(Beginning of INFORMATION SHOWN)

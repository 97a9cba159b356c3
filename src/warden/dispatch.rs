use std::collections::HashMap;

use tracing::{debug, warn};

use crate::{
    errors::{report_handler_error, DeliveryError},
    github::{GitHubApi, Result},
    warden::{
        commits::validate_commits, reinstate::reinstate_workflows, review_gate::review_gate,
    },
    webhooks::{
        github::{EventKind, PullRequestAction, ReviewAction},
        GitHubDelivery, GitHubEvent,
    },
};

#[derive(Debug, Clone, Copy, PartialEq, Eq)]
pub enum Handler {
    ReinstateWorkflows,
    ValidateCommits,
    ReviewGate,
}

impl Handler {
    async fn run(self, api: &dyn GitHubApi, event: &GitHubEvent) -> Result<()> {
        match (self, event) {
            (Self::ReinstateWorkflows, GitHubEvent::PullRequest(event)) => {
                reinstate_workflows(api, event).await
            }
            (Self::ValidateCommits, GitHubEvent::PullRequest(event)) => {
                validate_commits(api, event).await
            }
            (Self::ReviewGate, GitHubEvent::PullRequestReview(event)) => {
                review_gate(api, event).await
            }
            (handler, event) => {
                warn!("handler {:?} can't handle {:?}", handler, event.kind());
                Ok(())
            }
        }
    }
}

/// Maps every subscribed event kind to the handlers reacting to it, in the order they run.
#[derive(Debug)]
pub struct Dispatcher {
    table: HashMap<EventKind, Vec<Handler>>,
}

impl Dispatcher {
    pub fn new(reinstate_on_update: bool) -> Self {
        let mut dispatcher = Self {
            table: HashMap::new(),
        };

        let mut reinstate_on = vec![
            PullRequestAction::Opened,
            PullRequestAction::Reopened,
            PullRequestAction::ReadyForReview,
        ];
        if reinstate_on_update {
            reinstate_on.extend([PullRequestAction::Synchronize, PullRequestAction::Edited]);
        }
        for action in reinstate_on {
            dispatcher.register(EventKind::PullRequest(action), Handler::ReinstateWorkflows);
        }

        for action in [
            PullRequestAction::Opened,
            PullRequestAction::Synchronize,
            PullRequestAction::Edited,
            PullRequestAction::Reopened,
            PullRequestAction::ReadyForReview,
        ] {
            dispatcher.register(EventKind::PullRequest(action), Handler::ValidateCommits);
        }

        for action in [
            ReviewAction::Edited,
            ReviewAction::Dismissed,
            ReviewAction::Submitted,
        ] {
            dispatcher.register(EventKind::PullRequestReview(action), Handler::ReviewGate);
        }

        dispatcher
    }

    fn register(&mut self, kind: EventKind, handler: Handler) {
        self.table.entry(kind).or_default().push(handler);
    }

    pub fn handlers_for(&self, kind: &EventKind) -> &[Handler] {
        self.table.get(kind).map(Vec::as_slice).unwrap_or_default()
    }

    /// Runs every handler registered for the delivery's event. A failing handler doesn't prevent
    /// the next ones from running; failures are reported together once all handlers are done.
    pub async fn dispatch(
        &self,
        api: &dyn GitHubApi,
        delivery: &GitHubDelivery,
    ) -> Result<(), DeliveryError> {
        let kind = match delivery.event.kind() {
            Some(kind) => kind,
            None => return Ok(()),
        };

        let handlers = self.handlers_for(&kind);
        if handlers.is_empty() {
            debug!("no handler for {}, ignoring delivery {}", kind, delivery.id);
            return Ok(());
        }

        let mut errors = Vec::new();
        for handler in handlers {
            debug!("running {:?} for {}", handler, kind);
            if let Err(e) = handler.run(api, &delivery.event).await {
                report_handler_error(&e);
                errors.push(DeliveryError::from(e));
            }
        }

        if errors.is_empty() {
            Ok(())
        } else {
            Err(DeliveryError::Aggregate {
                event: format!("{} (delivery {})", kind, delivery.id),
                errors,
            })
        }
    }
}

(End of INFORMATION SHOWN)

- **WORK ITEM**
All of the material above should be printed again exactly as it is.

- **SOLUTION FOR THIS EXERCISE**
repository 97a9cba159b356c3
filename src/warden/dispatch.rs
use std::collections::HashMap;

use tracing::{debug, warn};

use crate::{
    errors::{report_handler_error, DeliveryError},
    github::{GitHubApi, Result},
    warden::{
        commits::validate_commits, reinstate::reinstate_workflows, review_gate::review_gate,
    },
    webhooks::{
        github::{EventKind, PullRequestAction, ReviewAction},
        GitHubDelivery, GitHubEvent,
    },
};

#[derive(Debug, Clone, Copy, PartialEq, Eq)]
pub enum Handler {
    ReinstateWorkflows,
    ValidateCommits,
    ReviewGate,
}

impl Handler {
    async fn run(self, api: &dyn GitHubApi, event: &GitHubEvent) -> Result<()> {
        match (self, event) {
            (Self::ReinstateWorkflows, GitHubEvent::PullRequest(event)) => {
                reinstate_workflows(api, event).await
            }
            (Self::ValidateCommits, GitHubEvent::PullRequest(event)) => {
                validate_commits(api, event).await
            }
            (Self::ReviewGate, GitHubEvent::PullRequestReview(event)) => {
                review_gate(api, event).await
            }
            (handler, event) => {
                warn!("handler {:?} can't handle {:?}", handler, event.kind());
                Ok(())
            }
        }
    }
}

/// Maps every subscribed event kind to the handlers reacting to it, in the order they run.
#[derive(Debug)]
pub struct Dispatcher {
    table: HashMap<EventKind, Vec<Handler>>,
}

impl Dispatcher {
    pub fn new(reinstate_on_update: bool) -> Self {
        let mut dispatcher = Self {
            table: HashMap::new(),
        };

        let mut reinstate_on = vec![
            PullRequestAction::Opened,
            PullRequestAction::Reopened,
            PullRequestAction::ReadyForReview,
        ];
        if reinstate_on_update {
            reinstate_on.extend([PullRequestAction::Synchronize, PullRequestAction::Edited]);
        }
        for action in reinstate_on {
            dispatcher.register(EventKind::PullRequest(action), Handler::ReinstateWorkflows);
        }

        for action in [
            PullRequestAction::Opened,
            PullRequestAction::Synchronize,
            PullRequestAction::Edited,
            PullRequestAction::Reopened,
            PullRequestAction::ReadyForReview,
        ] {
            dispatcher.register(EventKind::PullRequest(action), Handler::ValidateCommits);
        }

        for action in [
            ReviewAction::Edited,
            ReviewAction::Dismissed,
            ReviewAction::Submitted,
        ] {
            dispatcher.register(EventKind::PullRequestReview(action), Handler::ReviewGate);
        }

        dispatcher
    }

    fn register(&mut self, kind: EventKind, handler: Handler) {
        self.table.entry(kind).or_default().push(handler);
    }

    pub fn handlers_for(&self, kind: &EventKind) -> &[Handler] {
        self.table.get(kind).map(Vec::as_slice).unwrap_or_default()
    }

    /// Runs every handler registered for the delivery's event. A failing handler doesn't prevent
    /// the next ones from running; failures are reported together once all handlers are done.
    pub async fn dispatch(
        &self,
        api: &dyn GitHubApi,
        delivery: &GitHubDelivery,
    ) -> Result<(), DeliveryError> {
        let kind = match delivery.event.kind() {
            Some(kind) => kind,
            None => return Ok(()),
        };

        let handlers = self.handlers_for(&kind);
        if handlers.is_empty() {
            debug!("no handler for {}, ignoring delivery {}", kind, delivery.id);
            return Ok(());
        }

        let mut errors = Vec::new();
        for handler in handlers {
            debug!("running {:?} for {}", handler, kind);
            if let Err(e) = handler.run(api, &delivery.event).await {
                report_handler_error(&e);
                errors.push(DeliveryError::from(e));
            }
        }

        if errors.is_empty() {
            Ok(())
        } else {
            Err(DeliveryError::Aggregate {
                event: format!("{} (delivery {})", kind, delivery.id),
                errors,
            })
        }
    }
}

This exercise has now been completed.